* _EXERCISE DETAILS_
Pull every line containing "expired" from the listing.

* _MATERIAL FOR THIS EXERCISE_
————

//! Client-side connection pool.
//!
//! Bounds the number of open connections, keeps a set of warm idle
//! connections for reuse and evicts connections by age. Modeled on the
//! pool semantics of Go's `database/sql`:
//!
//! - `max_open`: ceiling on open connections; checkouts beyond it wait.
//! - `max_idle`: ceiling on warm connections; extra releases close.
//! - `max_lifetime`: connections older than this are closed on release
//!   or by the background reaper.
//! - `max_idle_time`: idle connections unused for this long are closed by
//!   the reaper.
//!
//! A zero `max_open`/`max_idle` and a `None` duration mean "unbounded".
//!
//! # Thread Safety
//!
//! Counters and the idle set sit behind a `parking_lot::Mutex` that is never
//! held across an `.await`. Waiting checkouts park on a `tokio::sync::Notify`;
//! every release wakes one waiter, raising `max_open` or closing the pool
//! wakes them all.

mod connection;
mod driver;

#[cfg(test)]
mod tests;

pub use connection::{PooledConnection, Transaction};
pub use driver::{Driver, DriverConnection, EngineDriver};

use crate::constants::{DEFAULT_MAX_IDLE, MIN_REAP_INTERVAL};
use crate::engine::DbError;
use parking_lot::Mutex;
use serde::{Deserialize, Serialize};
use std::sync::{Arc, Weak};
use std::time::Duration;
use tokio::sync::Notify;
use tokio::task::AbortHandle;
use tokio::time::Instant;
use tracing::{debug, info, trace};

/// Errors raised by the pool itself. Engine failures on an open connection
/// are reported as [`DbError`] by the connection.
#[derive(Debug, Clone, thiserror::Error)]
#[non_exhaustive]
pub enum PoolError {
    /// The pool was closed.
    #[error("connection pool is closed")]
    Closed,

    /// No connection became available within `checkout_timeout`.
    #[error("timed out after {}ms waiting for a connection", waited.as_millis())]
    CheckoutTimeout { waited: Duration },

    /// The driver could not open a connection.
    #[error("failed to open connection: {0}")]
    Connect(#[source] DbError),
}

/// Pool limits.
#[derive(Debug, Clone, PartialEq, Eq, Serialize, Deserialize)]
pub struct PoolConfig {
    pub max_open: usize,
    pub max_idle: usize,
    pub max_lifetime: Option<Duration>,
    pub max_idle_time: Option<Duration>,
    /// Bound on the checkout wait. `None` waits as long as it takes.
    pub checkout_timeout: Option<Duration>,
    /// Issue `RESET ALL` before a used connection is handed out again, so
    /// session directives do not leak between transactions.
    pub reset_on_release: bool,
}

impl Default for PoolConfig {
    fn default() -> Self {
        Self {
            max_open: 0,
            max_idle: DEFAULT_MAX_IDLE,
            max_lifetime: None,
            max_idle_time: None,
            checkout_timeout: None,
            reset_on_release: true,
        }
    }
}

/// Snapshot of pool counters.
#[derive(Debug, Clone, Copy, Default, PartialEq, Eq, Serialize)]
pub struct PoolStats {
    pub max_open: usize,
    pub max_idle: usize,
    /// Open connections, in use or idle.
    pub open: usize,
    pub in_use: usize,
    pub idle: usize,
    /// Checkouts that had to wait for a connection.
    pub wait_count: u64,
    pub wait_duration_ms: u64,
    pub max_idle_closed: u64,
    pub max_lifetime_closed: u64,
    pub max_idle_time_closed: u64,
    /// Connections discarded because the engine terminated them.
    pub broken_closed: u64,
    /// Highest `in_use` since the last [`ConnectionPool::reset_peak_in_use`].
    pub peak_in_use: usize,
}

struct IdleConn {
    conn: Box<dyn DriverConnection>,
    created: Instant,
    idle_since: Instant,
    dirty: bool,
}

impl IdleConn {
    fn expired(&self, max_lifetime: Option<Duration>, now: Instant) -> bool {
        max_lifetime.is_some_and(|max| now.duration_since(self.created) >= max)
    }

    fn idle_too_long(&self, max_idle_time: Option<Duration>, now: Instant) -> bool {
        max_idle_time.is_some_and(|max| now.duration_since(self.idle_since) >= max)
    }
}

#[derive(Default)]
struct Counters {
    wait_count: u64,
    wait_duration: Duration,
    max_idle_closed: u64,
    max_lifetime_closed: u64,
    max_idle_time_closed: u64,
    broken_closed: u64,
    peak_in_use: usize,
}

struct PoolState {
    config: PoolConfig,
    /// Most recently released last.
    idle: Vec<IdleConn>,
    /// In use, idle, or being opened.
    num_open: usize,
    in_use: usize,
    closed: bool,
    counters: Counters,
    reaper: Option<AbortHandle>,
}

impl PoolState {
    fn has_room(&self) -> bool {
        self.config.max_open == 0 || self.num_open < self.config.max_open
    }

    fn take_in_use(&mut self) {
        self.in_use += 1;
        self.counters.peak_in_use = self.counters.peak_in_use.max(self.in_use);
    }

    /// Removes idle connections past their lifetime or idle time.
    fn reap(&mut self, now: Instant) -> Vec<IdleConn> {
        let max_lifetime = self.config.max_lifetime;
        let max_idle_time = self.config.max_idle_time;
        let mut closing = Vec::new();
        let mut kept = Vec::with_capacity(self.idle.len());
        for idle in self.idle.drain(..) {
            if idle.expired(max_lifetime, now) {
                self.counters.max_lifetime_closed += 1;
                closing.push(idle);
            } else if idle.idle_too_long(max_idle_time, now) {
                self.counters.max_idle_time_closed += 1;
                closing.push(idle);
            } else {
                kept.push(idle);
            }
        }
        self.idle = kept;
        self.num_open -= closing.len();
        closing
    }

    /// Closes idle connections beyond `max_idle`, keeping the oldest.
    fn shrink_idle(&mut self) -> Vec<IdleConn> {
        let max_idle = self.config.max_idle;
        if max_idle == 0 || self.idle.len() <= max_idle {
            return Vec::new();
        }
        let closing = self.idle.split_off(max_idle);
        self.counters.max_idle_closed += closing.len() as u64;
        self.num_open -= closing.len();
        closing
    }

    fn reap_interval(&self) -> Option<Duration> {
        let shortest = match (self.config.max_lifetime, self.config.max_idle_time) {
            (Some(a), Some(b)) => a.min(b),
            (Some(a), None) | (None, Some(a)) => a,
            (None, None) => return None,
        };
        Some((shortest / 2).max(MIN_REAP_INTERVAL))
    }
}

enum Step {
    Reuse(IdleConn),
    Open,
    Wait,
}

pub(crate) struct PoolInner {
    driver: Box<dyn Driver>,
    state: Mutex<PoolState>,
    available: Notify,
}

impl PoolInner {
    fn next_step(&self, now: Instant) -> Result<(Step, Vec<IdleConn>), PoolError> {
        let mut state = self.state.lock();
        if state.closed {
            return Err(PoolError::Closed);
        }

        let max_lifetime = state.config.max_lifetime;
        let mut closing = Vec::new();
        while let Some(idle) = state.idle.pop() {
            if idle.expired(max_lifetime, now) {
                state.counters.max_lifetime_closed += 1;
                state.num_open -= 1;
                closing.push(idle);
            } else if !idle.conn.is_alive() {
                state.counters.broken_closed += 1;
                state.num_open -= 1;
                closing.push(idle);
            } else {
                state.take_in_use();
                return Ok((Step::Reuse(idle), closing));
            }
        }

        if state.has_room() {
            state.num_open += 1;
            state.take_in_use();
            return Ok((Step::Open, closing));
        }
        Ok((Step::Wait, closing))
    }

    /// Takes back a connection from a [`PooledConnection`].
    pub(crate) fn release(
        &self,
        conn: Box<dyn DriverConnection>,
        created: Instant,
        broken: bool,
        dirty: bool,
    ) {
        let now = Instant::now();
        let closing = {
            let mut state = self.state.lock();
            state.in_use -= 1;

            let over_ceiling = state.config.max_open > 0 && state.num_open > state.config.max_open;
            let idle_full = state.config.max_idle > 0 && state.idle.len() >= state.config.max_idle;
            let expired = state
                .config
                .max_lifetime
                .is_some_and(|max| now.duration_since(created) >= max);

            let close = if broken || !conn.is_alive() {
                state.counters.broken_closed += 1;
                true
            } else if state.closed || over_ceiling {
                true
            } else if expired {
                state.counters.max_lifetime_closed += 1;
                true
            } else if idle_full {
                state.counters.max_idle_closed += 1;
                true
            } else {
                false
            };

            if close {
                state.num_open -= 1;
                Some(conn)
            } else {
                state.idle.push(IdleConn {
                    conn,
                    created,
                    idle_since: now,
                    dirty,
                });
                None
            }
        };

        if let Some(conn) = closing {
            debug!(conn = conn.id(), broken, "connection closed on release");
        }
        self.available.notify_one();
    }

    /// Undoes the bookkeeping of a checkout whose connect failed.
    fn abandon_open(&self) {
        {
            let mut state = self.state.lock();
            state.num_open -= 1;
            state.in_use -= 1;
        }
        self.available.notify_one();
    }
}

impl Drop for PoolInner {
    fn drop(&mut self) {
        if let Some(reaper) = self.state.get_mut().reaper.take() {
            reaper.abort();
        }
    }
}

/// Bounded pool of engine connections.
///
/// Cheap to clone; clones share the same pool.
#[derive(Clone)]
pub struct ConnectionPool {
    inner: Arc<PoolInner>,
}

————

* _RESPONSE AREA_
    fn expired(&self, max_lifetime: Option<Duration>, now: Instant) -> bool {
            if idle.expired(max_lifetime, now) {
            if idle.expired(max_lifetime, now) {
            let expired = state
            } else if expired {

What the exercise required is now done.